▸ Task instructions
Retrieve every line from the records in which the word "content" occurs.

[Start of section]

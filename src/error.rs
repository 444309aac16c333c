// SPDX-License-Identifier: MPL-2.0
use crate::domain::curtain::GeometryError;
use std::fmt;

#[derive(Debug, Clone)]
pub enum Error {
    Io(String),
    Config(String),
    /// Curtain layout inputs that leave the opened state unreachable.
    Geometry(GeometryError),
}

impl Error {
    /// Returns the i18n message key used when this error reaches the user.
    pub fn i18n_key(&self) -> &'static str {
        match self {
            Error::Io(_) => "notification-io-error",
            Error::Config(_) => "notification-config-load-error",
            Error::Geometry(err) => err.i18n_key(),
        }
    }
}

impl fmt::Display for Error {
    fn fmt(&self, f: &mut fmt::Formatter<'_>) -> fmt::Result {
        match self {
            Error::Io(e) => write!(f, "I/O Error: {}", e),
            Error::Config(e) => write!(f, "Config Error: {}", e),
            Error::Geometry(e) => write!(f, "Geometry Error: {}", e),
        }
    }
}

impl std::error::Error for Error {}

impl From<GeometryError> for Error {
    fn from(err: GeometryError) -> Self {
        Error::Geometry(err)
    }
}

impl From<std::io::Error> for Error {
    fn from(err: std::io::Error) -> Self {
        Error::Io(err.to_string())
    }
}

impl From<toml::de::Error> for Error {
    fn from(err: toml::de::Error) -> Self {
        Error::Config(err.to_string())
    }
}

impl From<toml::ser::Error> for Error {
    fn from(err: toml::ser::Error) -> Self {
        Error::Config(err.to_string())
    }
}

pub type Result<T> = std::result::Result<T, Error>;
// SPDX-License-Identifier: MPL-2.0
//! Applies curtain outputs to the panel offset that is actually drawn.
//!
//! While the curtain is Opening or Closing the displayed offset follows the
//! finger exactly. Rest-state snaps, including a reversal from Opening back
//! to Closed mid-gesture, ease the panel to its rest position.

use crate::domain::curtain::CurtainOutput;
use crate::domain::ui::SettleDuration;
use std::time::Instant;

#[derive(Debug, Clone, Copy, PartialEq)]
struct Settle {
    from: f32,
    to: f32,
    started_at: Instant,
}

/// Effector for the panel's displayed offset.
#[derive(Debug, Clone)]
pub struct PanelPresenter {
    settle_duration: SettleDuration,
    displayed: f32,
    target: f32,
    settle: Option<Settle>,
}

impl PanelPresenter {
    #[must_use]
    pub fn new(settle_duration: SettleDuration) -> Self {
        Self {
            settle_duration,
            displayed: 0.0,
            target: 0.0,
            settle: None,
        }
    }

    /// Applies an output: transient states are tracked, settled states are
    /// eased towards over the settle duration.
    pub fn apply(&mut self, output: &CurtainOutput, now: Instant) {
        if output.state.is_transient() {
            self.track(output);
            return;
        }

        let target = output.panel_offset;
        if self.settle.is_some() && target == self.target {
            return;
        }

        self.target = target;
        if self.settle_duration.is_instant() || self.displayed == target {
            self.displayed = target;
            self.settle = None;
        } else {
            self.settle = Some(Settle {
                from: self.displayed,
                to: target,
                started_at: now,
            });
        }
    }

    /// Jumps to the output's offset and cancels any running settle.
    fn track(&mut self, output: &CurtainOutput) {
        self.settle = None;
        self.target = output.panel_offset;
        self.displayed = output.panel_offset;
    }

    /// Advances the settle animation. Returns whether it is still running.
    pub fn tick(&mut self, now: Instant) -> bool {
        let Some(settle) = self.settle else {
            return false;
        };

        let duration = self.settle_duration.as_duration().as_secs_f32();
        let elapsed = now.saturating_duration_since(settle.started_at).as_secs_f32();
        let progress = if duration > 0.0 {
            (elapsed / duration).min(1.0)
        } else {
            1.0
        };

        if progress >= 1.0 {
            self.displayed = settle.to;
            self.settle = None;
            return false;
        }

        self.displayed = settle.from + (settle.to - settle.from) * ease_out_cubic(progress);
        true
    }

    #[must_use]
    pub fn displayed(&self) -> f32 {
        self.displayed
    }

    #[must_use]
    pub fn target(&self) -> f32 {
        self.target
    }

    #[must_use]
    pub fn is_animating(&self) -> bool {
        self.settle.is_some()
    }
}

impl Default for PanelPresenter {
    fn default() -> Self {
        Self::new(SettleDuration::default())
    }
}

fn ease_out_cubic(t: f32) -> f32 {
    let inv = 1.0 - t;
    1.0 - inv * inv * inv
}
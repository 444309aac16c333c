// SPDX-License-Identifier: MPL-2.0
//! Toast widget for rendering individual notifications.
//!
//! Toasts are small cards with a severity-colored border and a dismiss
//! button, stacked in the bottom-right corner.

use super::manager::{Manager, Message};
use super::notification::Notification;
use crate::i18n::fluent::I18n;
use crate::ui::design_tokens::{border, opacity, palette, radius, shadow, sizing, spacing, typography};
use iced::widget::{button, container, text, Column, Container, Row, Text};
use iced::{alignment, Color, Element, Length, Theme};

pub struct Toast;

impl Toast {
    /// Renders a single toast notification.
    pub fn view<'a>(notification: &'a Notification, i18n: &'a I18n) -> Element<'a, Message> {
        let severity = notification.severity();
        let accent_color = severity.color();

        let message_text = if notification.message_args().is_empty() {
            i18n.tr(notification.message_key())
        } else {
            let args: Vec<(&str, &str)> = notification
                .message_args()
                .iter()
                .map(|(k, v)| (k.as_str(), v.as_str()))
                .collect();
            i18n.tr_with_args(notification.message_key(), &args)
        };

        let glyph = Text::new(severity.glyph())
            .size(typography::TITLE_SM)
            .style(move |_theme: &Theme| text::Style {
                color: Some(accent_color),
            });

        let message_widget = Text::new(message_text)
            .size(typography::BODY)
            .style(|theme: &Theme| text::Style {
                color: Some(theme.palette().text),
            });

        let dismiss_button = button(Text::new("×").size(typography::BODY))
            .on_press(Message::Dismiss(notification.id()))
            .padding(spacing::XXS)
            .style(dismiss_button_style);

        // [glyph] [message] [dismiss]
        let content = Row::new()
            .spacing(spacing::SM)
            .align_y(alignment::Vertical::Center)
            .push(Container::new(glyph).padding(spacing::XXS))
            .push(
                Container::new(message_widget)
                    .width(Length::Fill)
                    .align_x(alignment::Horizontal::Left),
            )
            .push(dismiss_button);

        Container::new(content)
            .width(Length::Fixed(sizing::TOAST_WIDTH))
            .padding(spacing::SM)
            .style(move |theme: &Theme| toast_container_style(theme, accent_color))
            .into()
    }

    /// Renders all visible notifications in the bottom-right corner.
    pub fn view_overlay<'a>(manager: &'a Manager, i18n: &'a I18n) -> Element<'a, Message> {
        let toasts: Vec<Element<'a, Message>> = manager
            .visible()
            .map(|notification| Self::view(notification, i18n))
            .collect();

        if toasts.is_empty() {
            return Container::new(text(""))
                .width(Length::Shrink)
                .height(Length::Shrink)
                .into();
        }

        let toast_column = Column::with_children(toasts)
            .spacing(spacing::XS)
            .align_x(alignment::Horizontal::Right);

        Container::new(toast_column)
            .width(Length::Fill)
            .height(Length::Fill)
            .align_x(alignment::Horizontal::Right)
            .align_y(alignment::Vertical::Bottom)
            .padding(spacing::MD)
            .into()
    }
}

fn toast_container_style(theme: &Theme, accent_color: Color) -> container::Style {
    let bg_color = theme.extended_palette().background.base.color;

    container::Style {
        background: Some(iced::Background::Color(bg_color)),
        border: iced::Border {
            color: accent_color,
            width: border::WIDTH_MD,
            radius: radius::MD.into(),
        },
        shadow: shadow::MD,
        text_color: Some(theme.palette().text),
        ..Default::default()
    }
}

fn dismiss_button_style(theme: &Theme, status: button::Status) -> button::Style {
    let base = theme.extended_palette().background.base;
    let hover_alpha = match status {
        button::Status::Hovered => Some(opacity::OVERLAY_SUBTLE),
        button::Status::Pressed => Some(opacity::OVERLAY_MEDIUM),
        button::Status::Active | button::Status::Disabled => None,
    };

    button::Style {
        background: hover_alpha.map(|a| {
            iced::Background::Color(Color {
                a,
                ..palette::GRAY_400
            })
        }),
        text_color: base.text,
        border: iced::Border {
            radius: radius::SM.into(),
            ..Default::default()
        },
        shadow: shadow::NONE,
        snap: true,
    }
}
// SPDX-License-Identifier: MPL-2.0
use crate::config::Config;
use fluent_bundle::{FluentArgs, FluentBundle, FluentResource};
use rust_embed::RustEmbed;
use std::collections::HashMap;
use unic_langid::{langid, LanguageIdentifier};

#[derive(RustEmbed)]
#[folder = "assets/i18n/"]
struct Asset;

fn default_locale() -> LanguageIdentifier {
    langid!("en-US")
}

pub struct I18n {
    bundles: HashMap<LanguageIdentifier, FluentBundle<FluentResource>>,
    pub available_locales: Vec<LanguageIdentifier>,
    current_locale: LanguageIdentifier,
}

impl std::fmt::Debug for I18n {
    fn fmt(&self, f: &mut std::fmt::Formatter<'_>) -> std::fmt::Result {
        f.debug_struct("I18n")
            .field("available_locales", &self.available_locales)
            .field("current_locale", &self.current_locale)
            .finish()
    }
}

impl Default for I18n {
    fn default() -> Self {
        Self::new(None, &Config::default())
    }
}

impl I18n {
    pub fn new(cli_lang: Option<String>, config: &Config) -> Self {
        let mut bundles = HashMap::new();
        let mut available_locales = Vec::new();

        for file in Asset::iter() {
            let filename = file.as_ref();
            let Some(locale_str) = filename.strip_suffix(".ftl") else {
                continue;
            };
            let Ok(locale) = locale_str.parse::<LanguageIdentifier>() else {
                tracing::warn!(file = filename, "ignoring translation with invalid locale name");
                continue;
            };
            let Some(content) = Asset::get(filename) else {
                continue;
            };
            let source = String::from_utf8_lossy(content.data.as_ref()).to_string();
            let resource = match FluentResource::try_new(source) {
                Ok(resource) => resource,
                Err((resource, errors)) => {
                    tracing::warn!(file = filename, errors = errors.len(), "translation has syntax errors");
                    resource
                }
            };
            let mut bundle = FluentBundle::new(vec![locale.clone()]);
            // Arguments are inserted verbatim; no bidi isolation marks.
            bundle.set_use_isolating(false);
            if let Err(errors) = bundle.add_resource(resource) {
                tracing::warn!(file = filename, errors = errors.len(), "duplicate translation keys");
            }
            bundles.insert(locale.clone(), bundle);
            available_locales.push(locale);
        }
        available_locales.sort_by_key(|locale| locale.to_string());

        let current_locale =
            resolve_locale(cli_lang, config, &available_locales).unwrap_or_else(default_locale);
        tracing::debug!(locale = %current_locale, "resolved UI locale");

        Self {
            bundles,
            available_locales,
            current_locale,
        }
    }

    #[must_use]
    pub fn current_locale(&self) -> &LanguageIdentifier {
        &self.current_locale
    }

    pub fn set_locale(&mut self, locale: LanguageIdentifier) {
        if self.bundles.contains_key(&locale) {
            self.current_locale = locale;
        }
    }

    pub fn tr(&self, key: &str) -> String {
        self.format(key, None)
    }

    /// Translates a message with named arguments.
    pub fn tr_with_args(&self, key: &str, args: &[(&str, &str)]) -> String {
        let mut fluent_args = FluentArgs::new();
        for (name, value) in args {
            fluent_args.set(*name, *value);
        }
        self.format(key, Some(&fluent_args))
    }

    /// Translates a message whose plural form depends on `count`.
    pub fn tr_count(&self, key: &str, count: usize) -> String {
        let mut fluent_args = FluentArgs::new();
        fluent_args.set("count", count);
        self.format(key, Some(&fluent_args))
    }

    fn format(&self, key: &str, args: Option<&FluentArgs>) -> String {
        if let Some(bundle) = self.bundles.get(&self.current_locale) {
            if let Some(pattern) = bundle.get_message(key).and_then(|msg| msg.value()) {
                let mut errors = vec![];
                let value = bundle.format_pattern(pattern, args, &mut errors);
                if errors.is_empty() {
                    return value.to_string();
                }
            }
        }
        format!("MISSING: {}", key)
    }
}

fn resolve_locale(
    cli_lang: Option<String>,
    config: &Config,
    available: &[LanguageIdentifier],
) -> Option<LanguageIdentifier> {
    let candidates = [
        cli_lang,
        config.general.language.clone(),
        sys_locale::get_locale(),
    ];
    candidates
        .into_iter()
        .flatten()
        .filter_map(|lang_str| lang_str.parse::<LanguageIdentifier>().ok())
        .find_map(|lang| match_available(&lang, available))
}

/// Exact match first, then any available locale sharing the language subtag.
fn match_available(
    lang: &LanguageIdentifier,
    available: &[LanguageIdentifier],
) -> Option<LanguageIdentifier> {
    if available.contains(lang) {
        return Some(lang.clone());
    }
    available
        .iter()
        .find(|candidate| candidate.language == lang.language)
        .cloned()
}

[End of section]

▸ Exercise response
        let content = Row::new()
        Container::new(content)
            let Some(content) = Asset::get(filename) else {
            let source = String::from_utf8_lossy(content.data.as_ref()).to_string();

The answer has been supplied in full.